After tabling the vote at its previous meeting, the Freeborn County Board of Commissioners on Tuesday voted to approve the three-part agreement with Freeborn Wind Energy LLC for development, road use and drainage system protection for the Freeborn Wind Farm.
With the agreement in place and the Minnesota Public Utilities Commission upholding the project’s site permit on Monday, construction is expected to begin on the wind farm in July.
The project in Freeborn County includes 42 wind turbines in Hayward, London, Oakland and Shell Rock townships. Fifty-eight turbines initially included in the project have since been moved for development in Worth County.
Dan Litchfield, senior manager for project development with Chicago-based wind developer Invenergy, said he was pleased that an agreement was reached after two years of negotiations. The agreement covers information such as liability for repairs to roads damaged during the construction of the project, insurance and a road fee, to name a few.
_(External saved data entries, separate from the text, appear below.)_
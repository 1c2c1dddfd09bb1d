#![forbid(unsafe_code)]

//! Size observation for rendered surfaces.
//!
//! # Role in FrankenTUI
//! Hosts do not always deliver a reliable resize notification for an
//! arbitrary element (an embedded canvas, a pane inside a web page, a
//! terminal without `SIGWINCH` delivery). `ftui-sizewatch` samples the size
//! itself and reports changes to a single subscriber.
//!
//! # Primary responsibilities
//! - **SizeObserver**: measure, clamp to a floor, compare, notify on change.
//! - **Surface**: anything that reports its rendered size on demand.
//! - **Scheduler**: the timer facility driving periodic measurement, either
//!   fixed-interval ([`IntervalScheduler`]) or push-based ([`ResizeSignal`]).
//!
//! # Example
//!
//! ```
//! use ftui_sizewatch::{Dimension, IntervalScheduler, SizeObserver};
//!
//! let observer = SizeObserver::new(None, || {}, IntervalScheduler::new());
//! observer.observe(Some(Dimension::new(2, 300)));
//! assert_eq!(observer.size(), Dimension::new(5, 300));
//! ```

pub mod config;
pub mod dimension;
pub mod logging;
pub mod observer;
pub mod scheduler;
pub mod surface;

pub use config::ObserverConfig;
pub use dimension::{Dimension, MIN_DIMENSION};
pub use observer::{SizeHandle, SizeObserver};
pub use scheduler::{IntervalScheduler, ResizeSignal, Scheduler, TimerCallback, TimerId};
pub use surface::{Surface, SurfaceFn};

#[cfg(all(feature = "crossterm", not(target_arch = "wasm32")))]
pub use surface::TerminalSurface;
The vote passed 4-1, with District 2 Commissioner Dan Belshan casting the dissenting vote.
Association of Freeborn County Landowners lawyer Carol Overland, who represents many of the opposing property owners for the project, said the agreement is not helpful for the county.
“I’m not confident that they understand the impact,” she said.
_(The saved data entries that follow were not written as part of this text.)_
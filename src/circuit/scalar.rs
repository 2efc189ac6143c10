//! Scalar quantities with staged corrections and time history.

/// A scalar unknown of the relaxation (a node voltage or a branch current).
///
/// During an inner iteration corrections are only staged with [`add`](Self::add);
/// [`value`](Self::value) keeps returning the last committed value until
/// [`commit`](Self::commit). History used for derivatives and integrals moves
/// forward once per simulated instant with [`advance_time`](Self::advance_time).
#[derive(Debug, Clone, Default, PartialEq)]
pub struct StatefulScalar {
    previous: f64,
    current: f64,
    correction: f64,
    integral: f64,
    previous_integral: f64,
}

impl StatefulScalar {
    pub fn new() -> Self {
        Self::default()
    }

    /// The committed value.
    pub fn value(&self) -> f64 {
        self.current
    }

    /// Value at the previous simulated instant.
    pub fn previous(&self) -> f64 {
        self.previous
    }

    /// The staged, not yet committed, correction.
    pub fn pending(&self) -> f64 {
        self.correction
    }

    /// Backward difference against the previous instant.
    pub fn derivative(&self, dt: f64) -> f64 {
        (self.current - self.previous) / dt
    }

    /// Running integral, extended to the current value with the trapezoidal rule.
    pub fn integral(&self, dt: f64) -> f64 {
        self.previous_integral + (self.current + self.previous) / 2.0 * dt
    }

    /// Integral stored at the previous instant.
    pub fn previous_integral(&self) -> f64 {
        self.previous_integral
    }

    /// Stage a correction.
    pub fn add(&mut self, correction: f64) {
        self.correction += correction;
    }

    /// Apply the staged correction and refresh the stored integral.
    pub fn commit(&mut self, dt: f64) {
        self.current += self.correction;
        self.integral = self.integral(dt);
        self.correction = 0.0;
    }

    /// Roll history forward to the next simulated instant.
    pub fn advance_time(&mut self) {
        self.previous = self.current;
        self.previous_integral = self.integral;
    }
}

#[cfg(test)]
mod tests {
    use super::*;
    use approx::assert_abs_diff_eq;

    #[test]
    fn test_add_is_staged_until_commit() {
        let mut s = StatefulScalar::new();
        s.add(0.5);
        s.add(0.25);
        assert_eq!(s.value(), 0.0);
        assert_eq!(s.pending(), 0.75);

        s.commit(1e-3);
        assert_eq!(s.value(), 0.75);
        assert_eq!(s.pending(), 0.0);
    }

    #[test]
    fn test_derivative_uses_previous_instant() {
        let mut s = StatefulScalar::new();
        s.add(1.0);
        s.commit(0.1);
        s.advance_time();
        s.add(0.5);
        s.commit(0.1);
        assert_abs_diff_eq!(s.derivative(0.1), 5.0, epsilon = 1e-12);
    }

    #[test]
    fn test_trapezoidal_integral_accumulates_over_instants() {
        let dt = 0.5;
        let mut s = StatefulScalar::new();

        // Ramp 0 -> 2 over the first instant: area 0.5 * (0 + 2) / 2
        s.add(2.0);
        s.commit(dt);
        assert_abs_diff_eq!(s.integral(dt), 0.5, epsilon = 1e-12);
        s.advance_time();
        assert_abs_diff_eq!(s.previous_integral(), 0.5, epsilon = 1e-12);

        // Hold at 2: adds 0.5 * 2
        s.commit(dt);
        assert_abs_diff_eq!(s.integral(dt), 1.5, epsilon = 1e-12);
    }

    #[test]
    fn test_advance_time_without_commit_keeps_integral() {
        let mut s = StatefulScalar::new();
        s.advance_time();
        assert_eq!(s.previous(), 0.0);
        assert_eq!(s.previous_integral(), 0.0);
    }
}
Overland said she supported the need for a development agreement but raised concerns about portions of the agreement, mainly regarding Section 5, which she said would give away important rights.
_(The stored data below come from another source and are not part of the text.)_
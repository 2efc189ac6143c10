//! Abstract Syntax Tree types for the netlist language.

/// Complete AST representation of a parsed netlist.
#[derive(Debug, Clone, Default)]
pub struct CircuitAst {
    /// All element instances, in source order
    pub elements: Vec<ElementDef>,
    /// Non-ground node names in order of first appearance
    pub nodes: Vec<String>,
    /// Simulation directives
    pub settings: NetlistSettings,
}

impl CircuitAst {
    /// Create a new empty circuit AST.
    pub fn new() -> Self {
        Self::default()
    }

    /// Record a node name if it has not been seen yet. Ground is implicit.
    pub fn note_node(&mut self, name: &str) {
        if !is_ground(name) && !self.nodes.iter().any(|n| n == name) {
            self.nodes.push(name.to_string());
        }
    }
}

/// Whether a node name refers to the ground node.
pub fn is_ground(name: &str) -> bool {
    name == "0" || name.eq_ignore_ascii_case("GND")
}

/// An element line from the netlist.
#[derive(Debug, Clone, PartialEq)]
pub struct ElementDef {
    pub element_type: ElementType,
    /// Unique element name
    pub name: String,
    /// Connected node names
    pub nodes: Vec<String>,
    /// Element value (resistance, capacitance, voltage)
    pub value: Option<f64>,
    /// Source line number for error reporting
    pub line: usize,
}

/// Element types supported by the netlist.
#[derive(Debug, Clone, Copy, PartialEq, Eq)]
pub enum ElementType {
    Resistor,
    Capacitor,
    /// Ideal voltage source (battery)
    Source,
    /// Ground reference
    Reference,
    /// Voltage probe
    Probe,
}

impl ElementType {
    /// Parse an element type from the first letter of its name.
    pub fn from_prefix(prefix: char) -> Option<Self> {
        match prefix.to_ascii_uppercase() {
            'R' => Some(Self::Resistor),
            'C' => Some(Self::Capacitor),
            'V' | 'B' => Some(Self::Source),
            _ => None,
        }
    }

    /// Parse an element type from a keyword.
    pub fn from_keyword(keyword: &str) -> Option<Self> {
        match keyword.to_ascii_uppercase().as_str() {
            "REF" | "GROUND" => Some(Self::Reference),
            "PROBE" => Some(Self::Probe),
            _ => None,
        }
    }

    /// Number of nodes an element of this type connects.
    pub fn expected_node_count(&self) -> usize {
        match self {
            Self::Resistor | Self::Capacitor | Self::Source => 2,
            Self::Reference | Self::Probe => 1,
        }
    }

    /// Whether the element line must carry a value.
    pub fn requires_value(&self) -> bool {
        matches!(self, Self::Resistor | Self::Capacitor | Self::Source)
    }
}

/// Simulation parameters given as netlist directives.
///
/// Unset fields leave the driver's configuration untouched.
#[derive(Debug, Clone, Default, PartialEq)]
pub struct NetlistSettings {
    /// `.tstep`
    pub time_step: Option<f64>,
    /// `.rate`
    pub learning_rate: Option<f64>,
    /// `.instants`
    pub instants: Option<usize>,
    /// `.iterations`
    pub max_iterations: Option<usize>,
    /// `.tolerance`
    pub tolerance: Option<f64>,
}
The section states if the project is developed consistent with the development agreement and according to federal, state and local laws and regulations, that a series of statements would be accurate: “the public health, safety and welfare will be adequately protected within the bounds of the law; the project will be considered essential and desirable to the public; the initial construction of the project will not be detrimental to the economic welfare of the county; the project will not create excessive public cost for public facilities and services; the initial construction of the project will be consistent with all county land use, zoning and noise regulations, and will not be considered a public nuisance.”
At one point in the meeting, 5th District Commissioner Mike Lee asked Litchfield if he would support removing that section, to which Litchfield agreed.
Freeborn County Attorney David Walker said that section was not meant to assist Freeborn Wind but instead was added to protect the county. He said it was meant to “hold (Freeborn Wind’s) feet to the fire.”
He said he did not see the rationale for removing it and said by keeping it in the agreement the intent is voiced that the county expects Freeborn Wind to comply with all the requirements and laws. If it does not, then the county has the right “to go after them.”
Overland said it is a good thing to require Freeborn Wind comply with laws, but she was concerned by things that might happen that aren’t covered by laws.
Overland and Glenville resident Dorenne Hanson also raised concerns about two other sections – one in the development agreement and one in the road agreement – that dealt with easements and right-of-way. They asked for compromise on removing those sections from the agreement.
District 1 Commissioner Glen Mathiason recommended the board follow Walker and pass the agreement without any adjustments to the agreement.
The project will be turned over to Xcel Energy after development is completed for construction and operation.